Submitted to: Hereditas
Publication Type: Peer Reviewed Journal
Publication Acceptance Date: 8/22/2018
Publication Date: 9/21/2018
Citation: Lawrence, S.D., Novak, N.G. 2018. Comparative analysis of the genetic variability within the Q-type C2H2 zinc-finger transcription factors in the economically important cabbage, canola and Chinese cabbage genomes. Hereditas. 155:29.
Interpretive Summary: Crop plants are threatened in survival and yield by drought, excess salt (salinity) in soils, and insect pest attack. Plants that can survive these threats, and produce good yields, are crucial to the success of American agriculture. Scientists have determined that a family of regulatory genes known as the Q-type-2-zinc fingered C2H2 transcription factors (Q-type C2H2 TFs) can play a crucial role in enhancing tolerance to such stresses. Identifying and characterizing new genes in this family can augment breeding programs by identifying new genes that lead to plants with increased tolerance to stress. This study investigated all the Q-type C2H2 TFs in three different species, including varieties such as cabbage, broccoli, canola and Chinese cabbage, with the goal to detect and characterize the crops’ diversity for these genes. This resulted in the identification of 146 genes. Discovery of these genes will be important to scientists and plant breeders interested in producing new stress tolerant varieties of these valuable vegetable and oil crops.

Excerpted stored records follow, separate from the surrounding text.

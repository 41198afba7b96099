use int64_vectors::render::{write_binary, write_c_source};
use int64_vectors::{LibcRand, OperandGenerator, Vectors};
use parse_int::parse;
use std::fs::File;
use std::io::{stdout, BufWriter, Error, ErrorKind, Result, Write};
use std::path::PathBuf;
use std::process;
use std::time::Instant;
use structopt::StructOpt;

fn parse_seed(seed: &str) -> Result<u32> {
    parse::<u32>(seed).map_err(|err| Error::new(ErrorKind::InvalidInput, err))
}

fn run(args: Opt) -> Result<()> {
    eprintln!("[-] Starting clock.");
    let start_time = Instant::now();

    let seed = parse_seed(&args.seed)?;
    let mut gen = OperandGenerator::new(LibcRand::new(seed));

    let vectors = Vectors::generate(&mut gen);

    eprintln!(
        "[+] Generated {} arithmetic records and {} shift groups (seed {:#x}).",
        vectors.records.len(),
        vectors.shift_groups.len(),
        seed,
    );

    let mut out: Box<dyn Write> = match &args.output {
        Some(path) => Box::new(BufWriter::new(File::create(path).map_err(|err| {
            eprintln!("[!] Failed to create {}!", path.display());
            err
        })?)),
        None => Box::new(BufWriter::new(stdout())),
    };

    if args.binary {
        write_binary(&mut out, &vectors)?;
    } else {
        write_c_source(&mut out, &vectors)?;
    }

    out.flush()?;

    eprintln!(
        "[+] Tables written after {:.2} seconds.",
        start_time.elapsed().as_secs_f64()
    );

    Ok(())
}

fn main() {
    if let Err(err) = run(Opt::from_args()) {
        eprintln!("\nfatal error: {}", err);
        process::exit(1); // report failure
    }
}

#[derive(StructOpt)]
#[structopt(about)]
struct Opt {
    /// Seed for the rand() source, decimal or 0x-prefixed hex
    #[structopt(long = "seed", default_value = "1")]
    seed: String,

    /// Emit raw 64-bit words instead of C source
    #[structopt(long = "binary")]
    binary: bool,

    /// Output file (stdout if omitted)
    #[structopt(parse(from_os_str))]
    output: Option<PathBuf>,
}
use std::num::Wrapping as W;

/// A pseudo-random source yielding 31 usable bits per draw.
pub trait RandSource {
    /// Returns the next value in `0..=0x7fff_ffff`.
    fn next_u31(&mut self) -> u32;
}

/// Degree and separation of the additive feedback generator behind `rand()`.
const DEGREE: usize = 31;
const SEPARATION: usize = 3;

/// Port of the C library `rand()` (additive feedback, TYPE_3).
///
/// With the default seed of 1 this yields exactly the sequence `rand()`
/// produces in a process that never calls `srand`.
pub struct LibcRand {
    state: [u32; DEGREE],
    front: usize,
    rear: usize,
}

impl LibcRand {
    pub fn new(seed: u32) -> Self {
        let seed = if seed == 0 { 1 } else { seed };

        let mut state = [0u32; DEGREE];
        state[0] = seed;

        // state[i] = (16807 * state[i - 1]) % 2147483647, in Schrage form so
        // that seeds above i32::MAX wrap the way the C code does.
        let mut word = seed as i32;

        for slot in state.iter_mut().skip(1) {
            let hi = word as i64 / 127_773;
            let lo = word as i64 % 127_773;

            let mut next = 16_807 * lo - 2_836 * hi;

            if next < 0 {
                next += 2_147_483_647;
            }

            word = next as i32;
            *slot = word as u32;
        }

        let mut rand = Self {
            state,
            front: SEPARATION,
            rear: 0,
        };

        for _ in 0..DEGREE * 10 {
            rand.next_u31();
        }

        rand
    }
}

impl Default for LibcRand {
    fn default() -> Self {
        Self::new(1)
    }
}

impl RandSource for LibcRand {
    fn next_u31(&mut self) -> u32 {
        let value = self.state[self.front].wrapping_add(self.state[self.rear]);
        self.state[self.front] = value;

        self.front = (self.front + 1) % DEGREE;
        self.rear = (self.rear + 1) % DEGREE;

        value >> 1
    }
}

/// Builds full-width 64-bit operands out of a 31-bit source.
pub struct OperandGenerator<R> {
    source: R,
}

impl<R: RandSource> OperandGenerator<R> {
    pub fn new(source: R) -> Self {
        Self { source }
    }

    /// Draws three values and mixes them as `(d1 << 33) ^ ((d2 << 16) + d3)`.
    pub fn next(&mut self) -> u64 {
        let d1 = W(self.source.next_u31() as u64);
        let d2 = W(self.source.next_u31() as u64);
        let d3 = W(self.source.next_u31() as u64);

        ((d1 << 33) ^ ((d2 << 16) + d3)).0
    }
}

#[cfg(test)]
mod tests {
    use super::*;

    /// Replays a fixed list of draws, cycling when exhausted.
    struct Scripted {
        draws: Vec<u32>,
        position: usize,
    }

    impl RandSource for Scripted {
        fn next_u31(&mut self) -> u32 {
            let draw = self.draws[self.position % self.draws.len()];
            self.position += 1;
            draw
        }
    }

    #[test]
    fn libc_rand_matches_default_sequence() {
        let mut rand = LibcRand::default();

        assert_eq!(rand.next_u31(), 1_804_289_383);
        assert_eq!(rand.next_u31(), 846_930_886);
        assert_eq!(rand.next_u31(), 1_681_692_777);
        assert_eq!(rand.next_u31(), 1_714_636_915);
    }

    #[test]
    fn zero_seed_behaves_like_one() {
        let mut zero = LibcRand::new(0);
        let mut one = LibcRand::new(1);

        for _ in 0..100 {
            assert_eq!(zero.next_u31(), one.next_u31());
        }
    }

    #[test]
    fn libc_rand_stays_in_31_bits() {
        let mut rand = LibcRand::new(0xdead_beef);

        for _ in 0..1000 {
            assert!(rand.next_u31() <= 0x7fff_ffff);
        }
    }

    #[test]
    fn combiner_groups_addition_before_xor() {
        let mut gen = OperandGenerator::new(Scripted {
            draws: vec![1, 1, 0x1_0000],
            position: 0,
        });

        // (1 << 33) ^ ((1 << 16) + 0x10000) = 0x2_0000_0000 ^ 0x2_0000
        assert_eq!(gen.next(), 0x0000_0002_0002_0000);
    }

    #[test]
    fn combiner_fills_the_top_bits_from_the_first_draw() {
        let mut gen = OperandGenerator::new(Scripted {
            draws: vec![0x7fff_ffff, 0, 0],
            position: 0,
        });

        assert_eq!(gen.next(), 0xffff_fffe_0000_0000);
    }

    #[test]
    fn first_operand_from_default_source() {
        let d1 = 1_804_289_383u64;
        let d2 = 846_930_886u64;
        let d3 = 1_681_692_777u64;

        let mut gen = OperandGenerator::new(LibcRand::default());

        assert_eq!(gen.next(), (d1 << 33) ^ ((d2 << 16) + d3));
    }
}
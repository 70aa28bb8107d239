#![forbid(unsafe_code)]

//! Segmented one-time-code input widget.
//!
//! A row of single-character boxes for entering short codes (OTP, 2FA,
//! device pairing). One box is active at a time; typing fills the active
//! box and advances, pasting distributes characters across the remaining
//! boxes, and arrow keys move between boxes. The aggregate value is the
//! concatenation of filled boxes in order.

use otpui_core::event::{Event, KeyCode, KeyEvent, KeyEventKind};
use otpui_core::geometry::Rect;
use otpui_render::cell::{Cell, StyleFlags};
use otpui_render::frame::Frame;
use otpui_style::Style;
use unicode_segmentation::UnicodeSegmentation;
use unicode_width::UnicodeWidthChar;

use crate::Widget;

/// Default number of boxes.
pub const DEFAULT_LEN: usize = 4;

/// Which characters a code input accepts.
#[derive(Debug, Clone, Copy, PartialEq, Eq, Default)]
pub enum OtpMode {
    /// Any printable single-width character.
    #[default]
    Any,
    /// ASCII digits only.
    Numeric,
}

/// A segmented single-character-per-box code input.
#[derive(Debug, Clone)]
pub struct OtpInput {
    /// One slot per box; `None` is an empty box.
    slots: Vec<Option<char>>,
    /// The box currently accepting input. `None` = no box focused.
    active: Option<usize>,
    /// Accepted character class.
    mode: OtpMode,
    /// When disabled, every event is ignored.
    disabled: bool,
    /// Mask character for secure entry.
    mask_char: Option<char>,
    /// Glyph shown in empty boxes.
    placeholder: char,
    /// Width of each box in cells.
    box_width: u16,
    /// Cells between adjacent boxes.
    gap: u16,
    /// Base style.
    style: Style,
    /// Style overlaid on the active box. Empty falls back to reverse video.
    active_style: Style,
    /// Style overlaid on placeholder glyphs.
    placeholder_style: Style,
    /// Style overlaid on every box while disabled.
    disabled_style: Style,
}

impl Default for OtpInput {
    fn default() -> Self {
        Self::new(DEFAULT_LEN)
    }
}

impl OtpInput {
    /// Create an input with `len` empty boxes and no active box.
    ///
    /// # Panics
    ///
    /// Panics if `len` is 0.
    pub fn new(len: usize) -> Self {
        assert!(len > 0, "box count must be > 0");
        Self {
            slots: vec![None; len],
            active: None,
            mode: OtpMode::Any,
            disabled: false,
            mask_char: None,
            placeholder: '_',
            box_width: 3,
            gap: 1,
            style: Style::default(),
            active_style: Style::default(),
            placeholder_style: Style::default(),
            disabled_style: Style::default(),
        }
    }

    // --- Builder methods ---

    /// Set the initial value (builder). See [`set_value`](Self::set_value).
    #[must_use]
    pub fn with_value(mut self, value: &str) -> Self {
        self.set_value(value);
        self
    }

    /// Set the accepted character class (builder).
    #[must_use]
    pub fn with_mode(mut self, mode: OtpMode) -> Self {
        self.mode = mode;
        self
    }

    /// Activate the first box on construction (builder).
    #[must_use]
    pub fn with_autofocus(mut self, autofocus: bool) -> Self {
        self.active = if autofocus { Some(0) } else { None };
        self
    }

    /// Set secure entry with a mask character (builder).
    #[must_use]
    pub fn with_mask(mut self, mask: char) -> Self {
        self.mask_char = Some(mask);
        self
    }

    /// Set the empty-box placeholder glyph (builder).
    #[must_use]
    pub fn with_placeholder(mut self, placeholder: char) -> Self {
        self.placeholder = placeholder;
        self
    }

    /// Set whether the input is disabled (builder).
    #[must_use]
    pub fn with_disabled(mut self, disabled: bool) -> Self {
        self.disabled = disabled;
        self
    }

    /// Set the width of each box in cells, minimum 1 (builder).
    #[must_use]
    pub fn with_box_width(mut self, width: u16) -> Self {
        self.box_width = width.max(1);
        self
    }

    /// Set the spacing between boxes in cells (builder).
    #[must_use]
    pub fn with_gap(mut self, gap: u16) -> Self {
        self.gap = gap;
        self
    }

    /// Set the base style (builder).
    #[must_use]
    pub fn with_style(mut self, style: Style) -> Self {
        self.style = style;
        self
    }

    /// Set the active-box style (builder).
    #[must_use]
    pub fn with_active_style(mut self, style: Style) -> Self {
        self.active_style = style;
        self
    }

    /// Set the placeholder style (builder).
    #[must_use]
    pub fn with_placeholder_style(mut self, style: Style) -> Self {
        self.placeholder_style = style;
        self
    }

    /// Set the disabled style (builder).
    #[must_use]
    pub fn with_disabled_style(mut self, style: Style) -> Self {
        self.disabled_style = style;
        self
    }

    // --- Value access ---

    /// Number of boxes.
    #[must_use]
    pub fn len(&self) -> usize {
        self.slots.len()
    }

    /// True when every box is empty.
    #[must_use]
    pub fn is_empty(&self) -> bool {
        self.slots.iter().all(Option::is_none)
    }

    /// True when every box is filled.
    #[must_use]
    pub fn is_complete(&self) -> bool {
        self.slots.iter().all(Option::is_some)
    }

    /// The aggregate value: filled boxes concatenated in order.
    #[must_use]
    pub fn value(&self) -> String {
        self.slots.iter().flatten().collect()
    }

    /// The aggregate value as a number.
    ///
    /// `None` when no box is filled or the value does not parse. The
    /// natural companion to [`OtpMode::Numeric`], where the value is
    /// digits by construction.
    #[must_use]
    pub fn numeric_value(&self) -> Option<u64> {
        let value = self.value();
        if value.is_empty() {
            None
        } else {
            value.parse().ok()
        }
    }

    /// The character in box `index`, if any.
    #[must_use]
    pub fn char_at(&self, index: usize) -> Option<char> {
        self.slots.get(index).copied().flatten()
    }

    /// Replace the value, distributing one character per box from box 0.
    ///
    /// Input is segmented into grapheme clusters and truncated to the box
    /// count; this is the controlled-component echo path, so characters
    /// are written as supplied without mode validation.
    pub fn set_value(&mut self, value: &str) {
        self.slots.fill(None);
        for (slot, cluster) in self.slots.iter_mut().zip(value.graphemes(true)) {
            *slot = cluster.chars().next();
        }
    }

    /// Clear every box.
    pub fn clear(&mut self) {
        self.slots.fill(None);
    }

    /// The accepted character class.
    #[must_use]
    pub fn mode(&self) -> OtpMode {
        self.mode
    }

    /// Whether the input is disabled.
    #[must_use]
    pub fn is_disabled(&self) -> bool {
        self.disabled
    }

    /// Set the disabled flag.
    pub fn set_disabled(&mut self, disabled: bool) {
        self.disabled = disabled;
    }

    // --- Focus ---

    /// The active box index, or `None` when no box is focused.
    #[must_use]
    pub fn active(&self) -> Option<usize> {
        self.active
    }

    /// Focus the box at `index`, clamped into range.
    ///
    /// A freshly focused box has overwrite semantics: the next typed
    /// character replaces its content outright.
    pub fn focus_box(&mut self, index: usize) {
        self.active = Some(index.min(self.slots.len() - 1));
    }

    /// Remove focus from all boxes.
    pub fn blur(&mut self) {
        self.active = None;
    }

    // --- Event handling ---

    /// Handle a terminal event.
    ///
    /// Returns `true` if the state changed; the owner then reads the
    /// recomposed value via [`value`](Self::value) or
    /// [`numeric_value`](Self::numeric_value).
    pub fn handle_event(&mut self, event: &Event) -> bool {
        if self.disabled {
            return false;
        }
        match event {
            Event::Key(key)
                if key.kind == KeyEventKind::Press || key.kind == KeyEventKind::Repeat =>
            {
                self.handle_key(key)
            }
            Event::Paste(paste) => self.paste(&paste.text),
            _ => false,
        }
    }

    fn handle_key(&mut self, key: &KeyEvent) -> bool {
        match key.code {
            KeyCode::Char(c) if !key.ctrl() && !key.alt() => self.enter_char(c),
            KeyCode::Backspace => {
                let cleared = self.clear_active();
                let moved = self.move_active_by(-1);
                cleared || moved
            }
            KeyCode::Delete => self.clear_active(),
            KeyCode::Left => self.move_active_by(-1),
            KeyCode::Right => self.move_active_by(1),
            KeyCode::Home => self.move_active_to(0),
            KeyCode::End => self.move_active_to(self.slots.len() - 1),
            _ => false,
        }
    }

    /// Distribute pasted text one character per box from the active box.
    ///
    /// The text is segmented into grapheme clusters and truncated to the
    /// remaining box count; boxes before the start are untouched. If any
    /// distributed character is not accepted (non-digit in numeric mode,
    /// control, or wider than one cell) the entire paste is rejected.
    /// With no active box, distribution starts at box 0.
    fn paste(&mut self, text: &str) -> bool {
        let start = self.active.unwrap_or(0);
        let remaining = self.slots.len() - start;

        // Clipboards commonly carry a trailing newline; it is never code.
        let incoming: Vec<char> = text
            .trim()
            .graphemes(true)
            .take(remaining)
            .filter_map(|cluster| cluster.chars().next())
            .collect();
        if incoming.is_empty() || incoming.iter().any(|&c| !self.accepts(c)) {
            return false;
        }

        let mut changed = false;
        for (offset, &c) in incoming.iter().enumerate() {
            let slot = &mut self.slots[start + offset];
            if *slot != Some(c) {
                *slot = Some(c);
                changed = true;
            }
        }
        #[cfg(feature = "tracing")]
        tracing::debug!(start, count = incoming.len(), "paste distributed");
        changed
    }

    fn enter_char(&mut self, c: char) -> bool {
        let Some(index) = self.active else {
            return false;
        };
        if !self.accepts(c) {
            return false;
        }
        let written = self.slots[index] != Some(c);
        self.slots[index] = Some(c);
        let moved = self.move_active_by(1);
        written || moved
    }

    fn accepts(&self, c: char) -> bool {
        if c.is_control() || UnicodeWidthChar::width(c) != Some(1) {
            return false;
        }
        match self.mode {
            OtpMode::Numeric => c.is_ascii_digit(),
            OtpMode::Any => true,
        }
    }

    fn clear_active(&mut self) -> bool {
        let Some(index) = self.active else {
            return false;
        };
        self.slots[index].take().is_some()
    }

    fn move_active_by(&mut self, delta: isize) -> bool {
        let Some(index) = self.active else {
            return false;
        };
        let next = index
            .saturating_add_signed(delta)
            .min(self.slots.len() - 1);
        self.active = Some(next);
        next != index
    }

    fn move_active_to(&mut self, index: usize) -> bool {
        if self.active.is_none() {
            return false;
        }
        let clamped = index.min(self.slots.len() - 1);
        let moved = self.active != Some(clamped);
        self.active = Some(clamped);
        moved
    }

    // --- Geometry ---

    /// Total rendered width in cells.
    #[must_use]
    pub fn width(&self) -> u16 {
        let len = self.slots.len() as u16;
        len.saturating_mul(self.box_width)
            .saturating_add(len.saturating_sub(1).saturating_mul(self.gap))
    }

    /// Map a screen position to a box index.
    ///
    /// Returns `None` for positions outside the row, in a gap, or past
    /// the last box. Used by owners for click-to-focus.
    #[must_use]
    pub fn box_at(&self, area: Rect, x: u16, y: u16) -> Option<usize> {
        if y != area.y || x < area.x || x >= area.right() {
            return None;
        }
        let rel = (x - area.x) as usize;
        let pitch = self.box_width as usize + self.gap as usize;
        let index = rel / pitch;
        if rel % pitch < self.box_width as usize && index < self.slots.len() {
            Some(index)
        } else {
            None
        }
    }

    /// Screen position of the active box's glyph within `area`.
    ///
    /// Useful for `Frame::set_cursor`; `render` already does this.
    #[must_use]
    pub fn screen_cursor(&self, area: Rect) -> Option<(u16, u16)> {
        let index = self.active?;
        let x = self.glyph_x(area, index);
        area.contains(x, area.y).then_some((x, area.y))
    }

    fn glyph_x(&self, area: Rect, index: usize) -> u16 {
        let pitch = u32::from(self.box_width) + u32::from(self.gap);
        let offset = index as u32 * pitch + u32::from(self.box_width / 2);
        area.x.saturating_add(offset.min(u32::from(u16::MAX)) as u16)
    }
}

impl Widget for OtpInput {
    fn render(&self, area: Rect, frame: &mut Frame) {
        #[cfg(feature = "tracing")]
        let _span = tracing::debug_span!(
            "widget_render",
            widget = "OtpInput",
            x = area.x,
            y = area.y,
            w = area.width,
            h = area.height
        )
        .entered();

        if area.width < 1 || area.height < 1 {
            return;
        }

        let y = area.y;
        let base = if self.disabled {
            self.style.patch(self.disabled_style)
        } else {
            self.style
        };

        let pitch = u32::from(self.box_width) + u32::from(self.gap);
        for (index, slot) in self.slots.iter().enumerate() {
            let box_x = area
                .x
                .saturating_add((index as u32 * pitch).min(u32::from(u16::MAX)) as u16);
            if box_x >= area.right() {
                break;
            }

            let is_active = !self.disabled && self.active == Some(index);
            let mut box_style = base;
            if is_active && !self.active_style.is_empty() {
                box_style = box_style.patch(self.active_style);
            }

            // Paint the box background; empty cells present as spaces.
            let box_rect = Rect::new(
                box_x,
                y,
                self.box_width.min(area.right().saturating_sub(box_x)),
                1,
            );
            crate::set_style_area(&mut frame.buffer, box_rect, box_style);

            // Glyph in the box center.
            let glyph_x = self.glyph_x(area, index);
            if glyph_x < area.right() {
                let (glyph, glyph_style) = match slot {
                    Some(c) => (self.mask_char.unwrap_or(*c), box_style),
                    None => (self.placeholder, box_style.patch(self.placeholder_style)),
                };
                let mut cell = Cell::from_char(glyph);
                crate::apply_style(&mut cell, glyph_style);
                if is_active && self.active_style.is_empty() {
                    // Default active marker: reverse video, like a cursor.
                    cell.attrs = cell.attrs.with_flags(cell.attrs.flags() ^ StyleFlags::REVERSE);
                }
                frame.buffer.set(glyph_x, y, cell);

                if is_active {
                    frame.set_cursor(Some((glyph_x, y)));
                }
            }
        }
    }

    fn is_essential(&self) -> bool {
        true
    }
}
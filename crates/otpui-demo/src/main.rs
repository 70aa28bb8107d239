#![forbid(unsafe_code)]

//! Interactive demo for the segmented code input.
//!
//! Runs a raw-mode crossterm session in the alternate screen: read an
//! event, update the app, present the next frame. Bracketed paste is
//! enabled so clipboard input arrives as a single `Event::Paste`.

mod app;
mod cli;

use std::io::{self, Write};
use std::process;

use crossterm::event::{
    DisableBracketedPaste, DisableMouseCapture, EnableBracketedPaste, EnableMouseCapture,
};
use crossterm::terminal::{self, EnterAlternateScreen, LeaveAlternateScreen};
use crossterm::{execute, queue};
use otpui::{Event, Frame, Presenter};

use crate::app::{DemoApp, Outcome};
use crate::cli::DemoOptions;

fn main() {
    let options = cli::parse_args();
    #[cfg(feature = "tracing")]
    init_tracing();
    if let Err(err) = run(&options) {
        eprintln!("error: {err}");
        process::exit(1);
    }
}

fn run(options: &DemoOptions) -> otpui::Result<()> {
    let mut stdout = io::stdout();
    let _session = TerminalSession::enter(&mut stdout, options.mouse)?;

    let mut app = DemoApp::new(options);
    let mut presenter = Presenter::new();

    loop {
        let (width, height) = terminal::size()?;
        let mut frame = Frame::new(width.max(1), height.max(1));
        app.view(&mut frame);
        presenter.present(&frame, &mut stdout)?;

        let raw = crossterm::event::read()?;
        let Some(event) = Event::from_crossterm(raw) else {
            continue;
        };
        if app.update(&event) == Outcome::Quit {
            return Ok(());
        }
    }
}

/// Raw-mode session guard: restores the terminal on drop, including the
/// early-return and panic paths.
struct TerminalSession {
    mouse: bool,
}

impl TerminalSession {
    fn enter<W: Write>(out: &mut W, mouse: bool) -> otpui::Result<Self> {
        terminal::enable_raw_mode()?;
        queue!(out, EnterAlternateScreen, EnableBracketedPaste)?;
        if mouse {
            queue!(out, EnableMouseCapture)?;
        }
        out.flush()?;
        Ok(Self { mouse })
    }
}

impl Drop for TerminalSession {
    fn drop(&mut self) {
        let mut stdout = io::stdout();
        if self.mouse {
            let _ = execute!(stdout, DisableMouseCapture);
        }
        let _ = execute!(stdout, DisableBracketedPaste, LeaveAlternateScreen);
        let _ = terminal::disable_raw_mode();
    }
}

/// Route tracing output to stderr; redirect it to a file when running the
/// demo, e.g. `OTPUI_LOG=debug otpui-demo 2>demo.log`.
#[cfg(feature = "tracing")]
fn init_tracing() {
    use tracing_subscriber::EnvFilter;

    tracing_subscriber::fmt()
        .with_env_filter(EnvFilter::from_env("OTPUI_LOG"))
        .with_writer(io::stderr)
        .init();
    tracing::debug!("tracing initialized");
}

Technical Abstract: Brassica oleracea, B. rapa and B. napus encompass many economically important vegetable and oil crops; such as cabbage, broccoli, canola and Chinese cabbage. The sequencing of reference genomes for these three species allows an opportunity for gene discovery with an eye towards discerning the natural variability available for future breeding. The Q-type C2H2 zinc-finger protein (ZFP) transcription factors (TF) contain zinc finger motifs with a conserved QALGGH as part of the motif and play a critical role in the plants response to abiotic and biotic stress. They contain two zinc-fingers per protein, which bind to the promoter of genes, and negatively regulate transcription via the ethylene-responsive element binding factor-associated amphiphilic repression (EAR) motif. This work identifies a total of 146 Q-type C2H2-ZFPs from these 3 species. There are 37 found in Brassica oleracea, 35 in Brassica rapa and a total of 74 in Brassica napus. Brassica oleracea and B. rapa are diploid and split into different species about 3.7 million years ago (mya). Brassica napus is polyploid and formed by fusion of the diploids about 7500 years ago. It is clear that the level of sequence similarity and arrangement of these genes on their chromosomes have mostly remained intact in Brassica napus, when compared to the chromosomes inherited from either B. rapa or B. oleracea. In contrast, the difference between the protein sequences of the orthologs of B. rapa and B. oleracea is greater and their organization on the chromosomes is much more divergent. In general, the 146 proteins are highly conserved within the known motifs and differences within subgroups of ZFPs were defined. Alignment of these proteins gives a snapshot of the variability within these proteins that may be available to future Brassica breeding programs.